Location
- Al Mathar Ash Shamali, Umm al-Hammam, Riyadh Saudi Arabia
- Coordinates: 24°45′31″N 46°39′20″E﻿ / ﻿24.75861°N 46.65556°E

Information
- School type: Private
- Motto: Self Before Service
- Established: 15 July 2004; 21 years ago
- School board: Central Board of Secondary Education IGCSE
- Educational authority: Ministry of Education, Saudi Arabia
- Chairman: Dr. Ibrahim Al-Quayid
- Principal: Mairaj Mohammad Khan
- Grades: K–12
- Gender: Co-education (till kindergarten) Gender-isolated (from first grade)
- Age range: 4 to 18
- Education system: Indian (since 2004) British (since 2008)
- Language: English
- Affiliation: CBSE Gulf Sahodaya
- Website: dpsriyadh.org

= Delhi Public School, Riyadh =

Daratassalam International Delhi Public School, Riyadh (مدرسة دارة السلام العالمية الرياض), better known as DPS Riyadh, is a K–12 gender-isolated English-medium community-based international school in Umm al-Hammam, Riyadh, Saudi Arabia.

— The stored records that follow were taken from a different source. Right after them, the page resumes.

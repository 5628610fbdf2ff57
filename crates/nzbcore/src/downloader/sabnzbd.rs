//! SABnzbd adapter.
//!
//! SABnzbd exposes a flat query-style API: every operation is an HTTP GET
//! with `mode=<operation>&output=json&apikey=<key>`, except `addfile`
//! which is a multipart POST. Successful responses usually wrap the
//! payload in a single-key object named after the operation
//! (`{"queue": {...}}`), which gets collapsed here before callers see it.

use async_trait::async_trait;
use serde_json::Value;
use std::time::Duration;

use crate::downloader::models::{
    normalize_status, AddNzbOptions, DownloaderType, NzbAddUrlResult, NzbQueue, NzbQueueItem,
    NzbResult,
};
use crate::downloader::traits::{CallParams, Downloader};
use crate::error::{NzbError, Result};
use crate::options::DownloaderOptions;
use crate::request::{http_client, send_request, RequestBody, RequestOptions};
use crate::units;

/// Delay before the deferred pause that emulates add-paused for URL adds
/// (SABnzbd's `addurl` has no atomic add-paused flag in this integration).
const DEFERRED_PAUSE_DELAY: Duration = Duration::from_millis(500);

#[derive(Clone)]
pub struct SabnzbdClient {
    name: String,
    api_url: String,
    api_key: Option<String>,
    username: Option<String>,
    password: Option<String>,
    client: reqwest::Client,
}

impl SabnzbdClient {
    /// Fails fast on an empty API URL — an adapter cannot exist without a
    /// target.
    pub fn new(options: &DownloaderOptions) -> Result<Self> {
        let api_url = options.api_url.trim().trim_end_matches('/').to_string();
        if api_url.is_empty() {
            return Err(NzbError::Config(format!(
                "downloader '{}' has no API URL",
                options.name
            )));
        }
        Ok(Self {
            name: options.name.clone(),
            api_url,
            api_key: options.api_key.clone(),
            username: options.username.clone(),
            password: options.password.clone(),
            client: http_client(),
        })
    }

    fn base_params(&self, operation: &str) -> Vec<(String, String)> {
        let mut params = vec![("output".to_string(), "json".to_string())];
        if let Some(key) = &self.api_key {
            params.push(("apikey".to_string(), key.clone()));
        }
        params.push(("mode".to_string(), operation.to_string()));
        params
    }

    /// Maps the uniform add-options onto SABnzbd's own field names
    /// (`name` → `nzbname`, `category` → `cat`), passing extras through.
    fn add_params(options: &AddNzbOptions) -> Vec<(String, String)> {
        let mut params = Vec::new();
        if let Some(name) = &options.name {
            params.push(("nzbname".to_string(), name.clone()));
        }
        if let Some(category) = &options.category {
            params.push(("cat".to_string(), category.clone()));
        }
        params.extend(options.extra.iter().cloned());
        params
    }

    /// Interprets a decoded SABnzbd response: the `status: false` sentinel
    /// becomes a failure, and single-key wrappers collapse to their value.
    fn interpret(operation: &str, value: Value) -> NzbResult {
        if let Value::Object(map) = &value {
            if map.get("status").and_then(Value::as_bool) == Some(false) {
                let error = map
                    .get("error")
                    .and_then(Value::as_str)
                    .unwrap_or("unknown SABnzbd error")
                    .to_string();
                return NzbResult::fail(operation, error);
            }
            if map.len() == 1 {
                if let Some(inner) = map.values().next() {
                    return NzbResult::ok(operation, inner.clone());
                }
            }
        }
        NzbResult::ok(operation, value)
    }

    fn add_result(result: NzbResult) -> NzbAddUrlResult {
        if !result.success {
            return NzbAddUrlResult::fail(result.error.unwrap_or_default());
        }
        let id = result
            .result
            .as_ref()
            .and_then(|v| v.get("nzo_ids"))
            .and_then(|v| v.get(0))
            .and_then(Value::as_str)
            .map(str::to_string);
        NzbAddUrlResult {
            success: true,
            result: id,
            error: None,
        }
    }

    /// Emulates add-paused: the item is added unpaused, then paused by id
    /// shortly after, off the caller's critical path.
    fn pause_later(&self, id: &str) {
        let this = self.clone();
        let id = id.to_string();
        tokio::spawn(async move {
            tokio::time::sleep(DEFERRED_PAUSE_DELAY).await;
            let result = this.pause_id(&id).await;
            if !result.success {
                log::warn!(
                    "Deferred pause of {} failed: {}",
                    id,
                    result.error.unwrap_or_default()
                );
            }
        });
    }
}

fn text_field(obj: &Value, key: &str) -> String {
    obj.get(key).and_then(Value::as_str).unwrap_or_default().to_string()
}

/// SABnzbd reports numbers as strings more often than not.
fn number_field(obj: &Value, key: &str) -> f64 {
    match obj.get(key) {
        Some(Value::Number(n)) => n.as_f64().unwrap_or(0.0),
        Some(Value::String(s)) => s.trim().parse().unwrap_or(0.0),
        _ => 0.0,
    }
}

fn parse_slot(slot: &Value) -> NzbQueueItem {
    let size_bytes = units::mb_to_bytes(number_field(slot, "mb"));
    let size_remaining_bytes = units::mb_to_bytes(number_field(slot, "mbleft"));
    NzbQueueItem {
        id: text_field(slot, "nzo_id"),
        status: normalize_status(&text_field(slot, "status")),
        name: text_field(slot, "filename"),
        category: text_field(slot, "cat"),
        size: units::human_size(size_bytes),
        size_bytes,
        size_remaining: units::human_size(size_remaining_bytes),
        size_remaining_bytes,
        time_remaining: text_field(slot, "timeleft"),
        percentage: NzbQueueItem::percentage_of(size_bytes, size_remaining_bytes),
    }
}

#[async_trait]
impl Downloader for SabnzbdClient {
    fn downloader_type(&self) -> DownloaderType {
        DownloaderType::Sabnzbd
    }

    fn name(&self) -> &str {
        &self.name
    }

    async fn call(&self, operation: &str, params: CallParams) -> NzbResult {
        let mut query = self.base_params(operation);
        match params {
            CallParams::None => {}
            CallParams::Named(pairs) => query.extend(pairs),
            CallParams::Positional(values) => {
                // SABnzbd's API is named-only; positional params indicate a
                // caller bug, not a protocol variant.
                log::warn!(
                    "Ignoring {} positional params for SABnzbd {}",
                    values.len(),
                    operation
                );
            }
        }
        let opts = RequestOptions::get(&self.api_url)
            .params(query)
            .basic_auth(self.username.clone(), self.password.clone());
        match send_request(&self.client, opts).await {
            Ok(value) => Self::interpret(operation, value),
            Err(e) => NzbResult::fail(operation, e.to_string()),
        }
    }

    async fn get_categories(&self) -> Result<Vec<String>> {
        let result = self.call("get_cats", CallParams::None).await;
        if !result.success {
            return Err(NzbError::Protocol(result.error.unwrap_or_default()));
        }
        let categories = result
            .result
            .as_ref()
            .and_then(Value::as_array)
            .map(|list| {
                list.iter()
                    .filter_map(Value::as_str)
                    // "*" is SABnzbd's synthetic "no category" entry, not a
                    // real user-selectable category.
                    .filter(|c| *c != "*")
                    .map(str::to_string)
                    .collect()
            })
            .unwrap_or_default();
        Ok(categories)
    }

    async fn set_max_speed(&self, bytes: u64) -> NzbResult {
        let value = if bytes == 0 {
            "0".to_string()
        } else {
            format!("{}K", bytes / units::KILOBYTE)
        };
        let params = vec![
            ("name".to_string(), "speedlimit".to_string()),
            ("value".to_string(), value),
        ];
        self.call("config", CallParams::Named(params)).await
    }

    async fn get_queue(&self) -> Result<NzbQueue> {
        let result = self.call("queue", CallParams::None).await;
        if !result.success {
            return Err(NzbError::Protocol(result.error.unwrap_or_default()));
        }
        let queue = result.result.unwrap_or(Value::Null);

        let speed_bytes = units::parse_speed(&text_field(&queue, "speed"));
        let max_speed_bytes = number_field(&queue, "speedlimit_abs").floor() as u64;
        let time_remaining = if speed_bytes == 0 {
            units::INFINITY.to_string()
        } else {
            text_field(&queue, "timeleft")
        };
        let items = queue
            .get("slots")
            .and_then(Value::as_array)
            .map(|slots| slots.iter().map(parse_slot).collect())
            .unwrap_or_default();
        let categories = self.get_categories().await.unwrap_or_default();

        Ok(NzbQueue {
            downloader_name: self.name.clone(),
            downloader_type: DownloaderType::Sabnzbd,
            status: normalize_status(&text_field(&queue, "status")),
            speed: text_field(&queue, "speed"),
            speed_bytes,
            max_speed: units::human_size(max_speed_bytes),
            max_speed_bytes,
            size_remaining: text_field(&queue, "sizeleft"),
            time_remaining,
            categories,
            queue: items,
        })
    }

    async fn pause_queue(&self) -> NzbResult {
        self.call("pause", CallParams::None).await
    }

    async fn resume_queue(&self) -> NzbResult {
        self.call("resume", CallParams::None).await
    }

    async fn add_url(&self, url: &str, options: &AddNzbOptions) -> NzbAddUrlResult {
        let mut params = vec![("name".to_string(), url.to_string())];
        params.extend(Self::add_params(options));
        let result = self.call("addurl", CallParams::Named(params)).await;
        let added = Self::add_result(result);
        if options.paused {
            if let Some(id) = &added.result {
                self.pause_later(id);
            }
        }
        added
    }

    async fn add_file(&self, filename: &str, content: Vec<u8>, options: &AddNzbOptions) -> NzbAddUrlResult {
        // Multipart upload bypasses the query-style call() path entirely;
        // mode and credentials travel as form fields alongside the file.
        let mut fields = self.base_params("addfile");
        fields.extend(Self::add_params(options));
        let opts = RequestOptions::post(&self.api_url)
            .body(RequestBody::Multipart {
                fields,
                file_field: "name".to_string(),
                filename: filename.to_string(),
                content,
            })
            .basic_auth(self.username.clone(), self.password.clone());
        let result = match send_request(&self.client, opts).await {
            Ok(value) => Self::interpret("addfile", value),
            Err(e) => NzbResult::fail("addfile", e.to_string()),
        };
        let added = Self::add_result(result);
        if options.paused {
            if let Some(id) = &added.result {
                self.pause_later(id);
            }
        }
        added
    }

    async fn remove_id(&self, id: &str) -> NzbResult {
        let params = vec![
            ("name".to_string(), "delete".to_string()),
            ("value".to_string(), id.to_string()),
        ];
        self.call("queue", CallParams::Named(params)).await
    }

    async fn pause_id(&self, id: &str) -> NzbResult {
        let params = vec![
            ("name".to_string(), "pause".to_string()),
            ("value".to_string(), id.to_string()),
        ];
        self.call("queue", CallParams::Named(params)).await
    }

    async fn resume_id(&self, id: &str) -> NzbResult {
        let params = vec![
            ("name".to_string(), "resume".to_string()),
            ("value".to_string(), id.to_string()),
        ];
        self.call("queue", CallParams::Named(params)).await
    }

    async fn test(&self) -> NzbResult {
        let params = vec![("skip_dashboard".to_string(), "1".to_string())];
        let result = self.call("fullstatus", CallParams::Named(params)).await;
        NzbResult {
            operation: Some("test".to_string()),
            ..result
        }
    }
}

#[cfg(test)]
mod tests {
    use super::*;
    use pretty_assertions::assert_eq;
    use serde_json::json;

    fn options() -> DownloaderOptions {
        let mut opts = DownloaderOptions::new("Default", DownloaderType::Sabnzbd, "http://localhost:8080/api");
        opts.api_key = Some("secret".to_string());
        opts
    }

    #[test]
    fn test_missing_api_url_fails_fast() {
        let mut opts = options();
        opts.api_url = "  ".to_string();
        assert!(matches!(SabnzbdClient::new(&opts), Err(NzbError::Config(_))));
    }

    #[test]
    fn test_trailing_slash_is_trimmed() {
        let mut opts = options();
        opts.api_url = "http://localhost:8080/api/".to_string();
        let client = SabnzbdClient::new(&opts).unwrap();
        assert_eq!(client.api_url, "http://localhost:8080/api");
    }

    #[test]
    fn test_interpret_collapses_single_key() {
        let result = SabnzbdClient::interpret("queue", json!({"queue": {"status": "Idle"}}));
        assert!(result.success);
        assert_eq!(result.result, Some(json!({"status": "Idle"})));
    }

    #[test]
    fn test_interpret_keeps_multi_key() {
        let value = json!({"status": true, "nzo_ids": ["SABnzbd_1"]});
        let result = SabnzbdClient::interpret("addurl", value.clone());
        assert!(result.success);
        assert_eq!(result.result, Some(value));
    }

    #[test]
    fn test_interpret_status_false_sentinel() {
        let result = SabnzbdClient::interpret("queue", json!({"status": false, "error": "API Key Incorrect"}));
        assert!(!result.success);
        assert_eq!(result.error.as_deref(), Some("API Key Incorrect"));
    }

    #[test]
    fn test_add_params_renames_fields() {
        let opts = AddNzbOptions {
            category: Some("movies".to_string()),
            name: Some("foo".to_string()),
            paused: false,
            extra: vec![("priority".to_string(), "1".to_string())],
        };
        let params = SabnzbdClient::add_params(&opts);
        assert!(params.contains(&("nzbname".to_string(), "foo".to_string())));
        assert!(params.contains(&("cat".to_string(), "movies".to_string())));
        assert!(params.contains(&("priority".to_string(), "1".to_string())));
    }

    #[test]
    fn test_parse_slot_percentage() {
        let slot = json!({
            "nzo_id": "SABnzbd_1",
            "status": "Downloading",
            "filename": "foo.nzb",
            "cat": "movies",
            "mb": "1000",
            "mbleft": "250",
            "timeleft": "0:05:00"
        });
        let item = parse_slot(&slot);
        assert_eq!(item.percentage, 75);
        assert_eq!(item.id, "SABnzbd_1");
        assert_eq!(item.size_bytes, 1000 * units::MEGABYTE);
        assert_eq!(item.time_remaining, "0:05:00");
    }
}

Primarily serving the Indian diaspora, it was founded in 2004 and comes under the aegis of Delhi Public School Society. It offers Indian curriculum prescribed by the Central Board of Secondary Education besides being a registered Cambridge International School. It is a member of the CBSE Gulf Sahodaya and is approved by the Ministry of Education, Government of Saudi Arabia.

== History ==
In March 2004, while addressing a press-conference at the Riyadh Palace Hotel, the members of the DPS Society announced plans for opening a branch of Delhi Public Schools in Riyadh. Delhi Public School was established on 15 July 2004 in the al-Maruh neighborhood of Riyadh. In 2008, the school began offering IGCSE syllabus alongside the CBSE curriculum. In 2012, the school management intended to shift the campus to a new location in Umm al-Hammam neighborhood, which was completed by January 2013.